Purpose: To test the hypothesis that subjects with a known malignancy at the time of acute pulmonary embolism (PE) have different clinical characteristics and predictors of 30-day all-cause mortality when compared with subjects with no known malignancy.
Materials and methods: A retrospective (August 2003 to March 2010) cohort of 1596 consecutive positive (for acute PE) computed tomography pulmonary angiograms (CTPAs) performed at a single, large, urban teaching hospital was separated into those from subjects with (n=835) and those from subjects without (n=761) a known malignancy. Clinical characteristics were compared between groups, and a logistic regression model determined predictors of 30-day all-cause mortality for each group.
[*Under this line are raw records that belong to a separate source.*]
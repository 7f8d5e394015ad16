/*
 * Copyright (c) Huawei Technologies Co., Ltd. 2025. All rights reserved.
 * Wallet Pass Service is licensed under the Mulan PSL v2.
 * You can use this software according to the terms and conditions of the Mulan PSL v2.
 * You may obtain a copy of Mulan PSL v2 at:
 *     http://license.coscl.org.cn/MulanPSL2
 * THIS SOFTWARE IS PROVIDED ON AN "AS IS" BASIS, WITHOUT WARRANTIES OF ANY KIND, EITHER EXPRESS OR
 * IMPLIED, INCLUDING BUT NOT LIMITED TO NON-INFRINGEMENT, MERCHANTABILITY OR FIT FOR A PARTICULAR
 * PURPOSE.
 * See the Mulan PSL v2 for more details.
 */

//! Maps a card profile onto each wallet provider's schema.
//!
//! A provider works either in push mode (the signed token carries the card)
//! or in pull mode (the link carries a reference and the provider fetches
//! the card later). Each adapter declares exactly one of the two.

pub mod error;
pub mod google;
pub mod model;
pub mod policy;
pub mod samsung;

pub use error::ValidationError;
pub use google::GoogleAdapter;
pub use model::{CardProfile, FlowKind, ProviderAdapter, ProviderFlow, PullReference, PushPayload};
pub use samsung::{add_to_wallet_url, card_object, fetch_payload, SamsungCardFields, SamsungPullAdapter, SamsungPushAdapter};
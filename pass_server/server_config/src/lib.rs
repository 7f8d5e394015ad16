/*
 * Copyright (c) Huawei Technologies Co., Ltd. 2025. All rights reserved.
 * Wallet Pass Service is licensed under the Mulan PSL v2.
 * You can use this software according to the terms and conditions of the Mulan PSL v2.
 * You may obtain a copy of Mulan PSL v2 at:
 *     http://license.coscl.org.cn/MulanPSL2
 * THIS SOFTWARE IS PROVIDED ON AN "AS IS" BASIS, WITHOUT WARRANTIES OF ANY KIND, EITHER EXPRESS OR
 * IMPLIED, INCLUDING BUT NOT LIMITED TO NON-INFRINGEMENT, MERCHANTABILITY OR FIT FOR A PARTICULAR
 * PURPOSE.
 * See the Mulan PSL v2 for more details.
 */

pub mod init_chain;

pub use init_chain::chain::builder::{InitChain, InitChainBuilder};
pub use init_chain::handlers::config_init_handler::ConfigInitHandler;
pub use init_chain::handlers::credential_init_handler::CredentialInitHandler;
pub use init_chain::handlers::logger_init_handler::LoggerInitHandler;
pub use init_chain::traits::{GoogleSigning, InitContext, InitHandler, SigningMaterial};
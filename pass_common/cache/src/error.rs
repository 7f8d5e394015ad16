/*
 * Copyright (c) Huawei Technologies Co., Ltd. 2025. All rights reserved.
 * Wallet Pass Service is licensed under the Mulan PSL v2.
 * You can use this software according to the terms and conditions of the Mulan PSL v2.
 * You may obtain a copy of Mulan PSL v2 at:
 *     http://license.coscl.org.cn/MulanPSL2
 * THIS SOFTWARE IS PROVIDED ON AN "AS IS" BASIS, WITHOUT WARRANTIES OF ANY KIND, EITHER EXPRESS OR
 * IMPLIED, INCLUDING BUT NOT LIMITED TO NON-INFRINGEMENT, MERCHANTABILITY OR FIT FOR A PARTICULAR
 * PURPOSE.
 * See the Mulan PSL v2 for more details.
 */

use thiserror::Error;

#[derive(Debug, Error)]
pub enum RedisError {
    #[error("Redis connect error: {0}")]
    ConnectionError(#[from] redis::RedisError),

    #[error("Redis operation error: {0}")]
    OperationError(String),
}
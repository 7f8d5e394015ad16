/*
 * Copyright (c) Huawei Technologies Co., Ltd. 2025. All rights reserved.
 * Wallet Pass Service is licensed under the Mulan PSL v2.
 * You can use this software according to the terms and conditions of the Mulan PSL v2.
 * You may obtain a copy of Mulan PSL v2 at:
 *     http://license.coscl.org.cn/MulanPSL2
 * THIS SOFTWARE IS PROVIDED ON AN "AS IS" BASIS, WITHOUT WARRANTIES OF ANY KIND, EITHER EXPRESS OR
 * IMPLIED, INCLUDING BUT NOT LIMITED TO NON-INFRINGEMENT, MERCHANTABILITY OR FIT FOR A PARTICULAR
 * PURPOSE.
 * See the Mulan PSL v2 for more details.
 */

use log::warn;
use reqwest::{RequestBuilder, Response};

/// Sends the request built by `build`, retrying once when the first attempt
/// failed before any response arrived (timeout, connect or request error).
/// HTTP error statuses are returned as responses and never retried.
pub async fn send_with_single_retry<F>(build: F) -> Result<Response, reqwest::Error>
where
    F: Fn() -> RequestBuilder,
{
    match build().send().await {
        Ok(response) => Ok(response),
        Err(e) if is_transient(&e) => {
            warn!("request failed ({}), retrying once", e);
            build().send().await
        },
        Err(e) => Err(e),
    }
}

fn is_transient(e: &reqwest::Error) -> bool {
    e.is_timeout() || e.is_connect() || e.is_request()
}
Results: Subjects with malignancy were older (60.8±13.9 vs. 54.5±18.8 y, P<0.001), had fewer risk factors for PE, and had a higher 30-day all-cause mortality (19.6% vs. 3.2%, P<0.001). The malignancy group had fewer predictors of death compared with the nonmalignancy group; advanced age, presence of coronary artery disease, history of stroke, and chronic obstructive lung disease were significantly more predictive of death in the nonmalignancy population. An enlarged right ventricle on CTPA (right to left ventricular diameter ratio >1.0) had a higher risk of 30-day death only among subjects with no known malignancy at the time of the CTPA (odds ratio=4.08, 95% confidence interval: 1.67-9.96).
Conclusions: Among subjects who present with acute PE, those with a malignancy had different clinical characteristics and predictors of mortality when compared with the cohort of subjects with no known malignancy. A computed tomography-derived right to left ventricular diameter ratio predicts 30-day all-cause mortality only for those subjects who do not have a malignancy.